If a line in the data holds the string "GuardError", list it.

ENTRIES PROVIDED:
====================
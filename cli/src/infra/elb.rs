//! AWS Elastic Load Balancing (classic) implementation of the
//! `LoadBalancerGateway` port.

use anyhow::{Result, anyhow};
use aws_config::BehaviorVersion;
use aws_sdk_elasticloadbalancing::Client;
use aws_sdk_elasticloadbalancing::config::{Credentials, Region};
use aws_sdk_elasticloadbalancing::error::DisplayErrorContext;
use aws_sdk_elasticloadbalancing::types::{Instance, LoadBalancerDescription};
use tracing::debug;

use crate::application::ports::LoadBalancerGateway;
use crate::domain::{ConnectionSettings, InstanceId, LoadBalancer};

/// Name reported by the static credentials provider built from `~/.fog`.
const CREDENTIALS_PROVIDER: &str = "elba-config";

/// Gateway talking to the ELB API of one region.
pub struct ElbGateway {
    client: Client,
}

impl ElbGateway {
    /// Build an ELB client from the selected configuration profile.
    pub async fn connect(settings: &ConnectionSettings) -> Self {
        let mut loader = aws_config::defaults(BehaviorVersion::latest())
            .region(Region::new(settings.region.clone()));
        if let Some(creds) = &settings.credentials {
            loader = loader.credentials_provider(Credentials::new(
                creds.access_key_id.clone(),
                creds.secret_access_key.clone(),
                creds.session_token.clone(),
                None,
                CREDENTIALS_PROVIDER,
            ));
        }
        let config = loader.load().await;
        debug!(region = %settings.region, "ELB client configured");
        Self {
            client: Client::new(&config),
        }
    }
}

impl LoadBalancerGateway for ElbGateway {
    async fn list_load_balancers(&self) -> Result<Vec<LoadBalancer>> {
        let mut load_balancers = Vec::new();
        let mut marker: Option<String> = None;
        loop {
            let page = self
                .client
                .describe_load_balancers()
                .set_marker(marker.take())
                .send()
                .await
                .map_err(|e| anyhow!("DescribeLoadBalancers failed: {}", DisplayErrorContext(e)))?;

            load_balancers.extend(
                page.load_balancer_descriptions()
                    .iter()
                    .filter_map(to_load_balancer),
            );

            match page.next_marker() {
                Some(next) if !next.is_empty() => marker = Some(next.to_string()),
                _ => break,
            }
        }
        Ok(load_balancers)
    }

    async fn describe_load_balancer(&self, name: &str) -> Result<Option<LoadBalancer>> {
        let result = self
            .client
            .describe_load_balancers()
            .load_balancer_names(name)
            .send()
            .await;

        match result {
            Ok(output) => Ok(output
                .load_balancer_descriptions()
                .iter()
                .filter_map(to_load_balancer)
                .find(|lb| lb.name == name)),
            Err(e)
                if e.as_service_error()
                    .is_some_and(|se| se.is_access_point_not_found_exception()) =>
            {
                Ok(None)
            }
            Err(e) => Err(anyhow!(
                "DescribeLoadBalancers({name}) failed: {}",
                DisplayErrorContext(e)
            )),
        }
    }

    async fn register_instance(&self, name: &str, instance: &InstanceId) -> Result<()> {
        self.client
            .register_instances_with_load_balancer()
            .load_balancer_name(name)
            .instances(to_instance(instance))
            .send()
            .await
            .map_err(|e| {
                anyhow!(
                    "RegisterInstancesWithLoadBalancer failed: {}",
                    DisplayErrorContext(e)
                )
            })?;
        Ok(())
    }

    async fn deregister_instance(&self, name: &str, instance: &InstanceId) -> Result<()> {
        self.client
            .deregister_instances_from_load_balancer()
            .load_balancer_name(name)
            .instances(to_instance(instance))
            .send()
            .await
            .map_err(|e| {
                anyhow!(
                    "DeregisterInstancesFromLoadBalancer failed: {}",
                    DisplayErrorContext(e)
                )
            })?;
        Ok(())
    }
}

fn to_instance(instance: &InstanceId) -> Instance {
    Instance::builder().instance_id(instance.as_str()).build()
}

/// Convert an API description into a domain snapshot. Nameless entries are skipped.
fn to_load_balancer(desc: &LoadBalancerDescription) -> Option<LoadBalancer> {
    let name = desc.load_balancer_name()?;
    Some(LoadBalancer::new(
        name,
        desc.instances()
            .iter()
            .filter_map(Instance::instance_id)
            .map(InstanceId::new),
    ))
}
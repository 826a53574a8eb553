//! Typed domain error enums.
//!
//! This module has zero imports from `crate::infra`, `crate::commands`,
//! `crate::application`, `tokio`, or the AWS SDK. All error types implement
//! `thiserror::Error` and convert to `anyhow::Error` via the `?` operator.

use thiserror::Error;

use crate::domain::load_balancer::{InstanceId, LoadBalancer};

// ── Resolution errors ─────────────────────────────────────────────────────────

/// Why a target load balancer could not be determined.
#[derive(Debug, Clone, PartialEq, Eq, Error)]
pub enum ResolutionError {
    #[error("No load balancer available")]
    NoLoadBalancerAvailable,

    #[error("More than one ELB available ({}), specify one with --to", .candidates.len())]
    MultipleLoadBalancersAvailable { candidates: Vec<LoadBalancer> },

    #[error("ELB not found: {target}")]
    LoadBalancerNotFound { target: String },
}

// ── Guard errors ──────────────────────────────────────────────────────────────

/// A membership precondition that does not hold.
#[derive(Debug, Clone, PartialEq, Eq, Error)]
pub enum GuardError {
    #[error("{instance} is already attached to {load_balancer}")]
    InstanceAlreadyAttached {
        instance: InstanceId,
        load_balancer: String,
    },
}

// ── Mutation errors ───────────────────────────────────────────────────────────

/// A provider-level failure captured at the mutation boundary.
#[derive(Debug, Clone, PartialEq, Eq, Error)]
pub enum MutationError {
    #[error("{load_balancer}: {reason}")]
    Gateway {
        load_balancer: String,
        reason: String,
    },
}

// ── Per-instance errors ───────────────────────────────────────────────────────

/// Everything that can stop a single instance's attach/detach attempt.
#[derive(Debug, Clone, PartialEq, Eq, Error)]
pub enum InstanceError {
    #[error(transparent)]
    Resolution(#[from] ResolutionError),

    #[error(transparent)]
    Guard(#[from] GuardError),

    #[error(transparent)]
    Mutation(#[from] MutationError),
}

impl InstanceError {
    /// Stable machine-readable code, used by `--json` output.
    #[must_use]
    pub fn code(&self) -> &'static str {
        match self {
            Self::Resolution(ResolutionError::NoLoadBalancerAvailable) => {
                "no_load_balancer_available"
            }
            Self::Resolution(ResolutionError::MultipleLoadBalancersAvailable { .. }) => {
                "multiple_load_balancers_available"
            }
            Self::Resolution(ResolutionError::LoadBalancerNotFound { .. }) => {
                "load_balancer_not_found"
            }
            Self::Guard(GuardError::InstanceAlreadyAttached { .. }) => "instance_already_attached",
            Self::Mutation(MutationError::Gateway { .. }) => "gateway_error",
        }
    }
}

// ── Config errors ─────────────────────────────────────────────────────────────

/// Errors related to the credentials/region configuration file.
#[derive(Debug, Error)]
pub enum ConfigError {
    #[error("Unknown environment '{env}' in {path}\n\nAvailable environments: {available}")]
    UnknownEnvironment {
        env: String,
        path: String,
        available: String,
    },

    #[error("Incomplete credentials for environment '{env}': {missing} is missing")]
    IncompleteCredentials { env: String, missing: &'static str },
}
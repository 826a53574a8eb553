//! JSON output renderer.
//!
//! Everything goes to stdout as a single pretty-printed document so the
//! output can be piped into `jq`. Logs and prompts stay on stderr.

use anyhow::{Context, Result};
use serde::Serialize;

use crate::application::services::membership::{InstanceReport, InstanceReportView};
use crate::domain::{LoadBalancer, Operation};

/// Renders command results as JSON documents.
pub struct JsonRenderer;

#[derive(Serialize)]
struct Listing<'a> {
    count: usize,
    load_balancers: Vec<ListingEntry<'a>>,
}

#[derive(Serialize)]
struct ListingEntry<'a> {
    name: &'a str,
    #[serde(skip_serializing_if = "Option::is_none")]
    instances: Option<Vec<&'a str>>,
}

#[derive(Serialize)]
struct Batch<'a> {
    operation: Operation,
    success: bool,
    results: Vec<InstanceReportView<'a>>,
}

impl JsonRenderer {
    /// Render the listing as `{ "count": N, "load_balancers": [...] }`.
    ///
    /// # Errors
    ///
    /// Returns an error if serialization fails.
    pub fn render_listing(
        &self,
        load_balancers: &[LoadBalancer],
        with_instances: bool,
    ) -> Result<()> {
        println!("{}", listing_json(load_balancers, with_instances)?);
        Ok(())
    }

    /// Render per-instance results as `{ "operation", "success", "results" }`.
    ///
    /// # Errors
    ///
    /// Returns an error if serialization fails.
    pub fn render_reports(&self, op: Operation, reports: &[InstanceReport]) -> Result<()> {
        println!("{}", reports_json(op, reports)?);
        Ok(())
    }
}

/// Serialize the load balancer listing.
///
/// # Errors
///
/// Returns an error if serialization fails.
pub fn listing_json(load_balancers: &[LoadBalancer], with_instances: bool) -> Result<String> {
    let listing = Listing {
        count: load_balancers.len(),
        load_balancers: load_balancers
            .iter()
            .map(|lb| ListingEntry {
                name: &lb.name,
                instances: with_instances
                    .then(|| lb.instances.iter().map(|i| i.as_str()).collect()),
            })
            .collect(),
    };
    serde_json::to_string_pretty(&listing).context("JSON serialization failed")
}

/// Serialize an attach/detach batch.
///
/// # Errors
///
/// Returns an error if serialization fails.
pub fn reports_json(op: Operation, reports: &[InstanceReport]) -> Result<String> {
    let batch = Batch {
        operation: op,
        success: reports.iter().all(InstanceReport::is_success),
        results: reports.iter().map(InstanceReportView::from).collect(),
    };
    serde_json::to_string_pretty(&batch).context("JSON serialization failed")
}

/// Format a JSON error object for command-level failures.
///
/// Output (pretty-printed):
/// ```json
/// {
///   "error": true,
///   "message": "..."
/// }
/// ```
///
/// # Errors
///
/// Returns an error if JSON serialization fails.
pub fn format_error(message: &str) -> Result<String> {
    let obj = serde_json::json!({
        "error": true,
        "message": message,
    });
    serde_json::to_string_pretty(&obj).context("JSON serialization failed")
}
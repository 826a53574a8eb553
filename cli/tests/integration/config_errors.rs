//! Integration tests for configuration failures, reported before any
//! provider call.

#![allow(clippy::expect_used)]

use assert_cmd::Command;
use predicates::prelude::*;
use tempfile::TempDir;

const FOG: &str = "\
default:
  aws_access_key_id: AKIADEFAULT
  aws_secret_access_key: secret
staging:
  aws_access_key_id: AKIASTAGING
";

/// Command with `ELBA_CONFIG` pointing at a fresh file holding `content`.
fn elba_with_config(content: &str) -> (Command, TempDir) {
    let dir = TempDir::new().expect("tempdir");
    let path = dir.path().join(".fog");
    std::fs::write(&path, content).expect("write config");

    let mut cmd = Command::new(assert_cmd::cargo::cargo_bin!("elba"));
    cmd.env("NO_COLOR", "1")
        .env("ELBA_CONFIG", &path)
        .env_remove("ELBA_ENV");
    (cmd, dir)
}

#[test]
fn test_unknown_environment_lists_available_ones() {
    let (mut cmd, _dir) = elba_with_config(FOG);
    cmd.args(["--env", "production", "list"])
        .assert()
        .failure()
        .stderr(predicate::str::contains("Unknown environment 'production'"))
        .stderr(predicate::str::contains("default, staging"));
}

#[test]
fn test_environment_read_from_env_var() {
    let (mut cmd, _dir) = elba_with_config(FOG);
    cmd.env("ELBA_ENV", "qa")
        .arg("list")
        .assert()
        .failure()
        .stderr(predicate::str::contains("Unknown environment 'qa'"));
}

#[test]
fn test_incomplete_credentials_are_rejected() {
    let (mut cmd, _dir) = elba_with_config(FOG);
    cmd.args(["-e", "staging", "detach", "i-001"])
        .assert()
        .failure()
        .stderr(predicate::str::contains("aws_secret_access_key is missing"));
}

#[test]
fn test_malformed_config_is_reported() {
    let (mut cmd, _dir) = elba_with_config("default: [unclosed");
    cmd.arg("list")
        .assert()
        .failure()
        .stderr(predicate::str::contains("cannot parse"));
}

#[test]
fn test_json_mode_reports_error_on_stdout() {
    let (mut cmd, _dir) = elba_with_config(FOG);
    let output = cmd
        .args(["--json", "-e", "nope", "attach", "i-001"])
        .output()
        .expect("run elba");

    assert!(!output.status.success());
    let doc: serde_json::Value = serde_json::from_slice(&output.stdout).expect("json on stdout");
    assert_eq!(doc["error"], true);
    assert!(
        doc["message"]
            .as_str()
            .is_some_and(|m| m.contains("Unknown environment 'nope'"))
    );
}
====================
SOLUTION TO THE PROBLEM:
pub enum GuardError {
    Guard(#[from] GuardError),
            Self::Guard(GuardError::InstanceAlreadyAttached { .. }) => "instance_already_attached",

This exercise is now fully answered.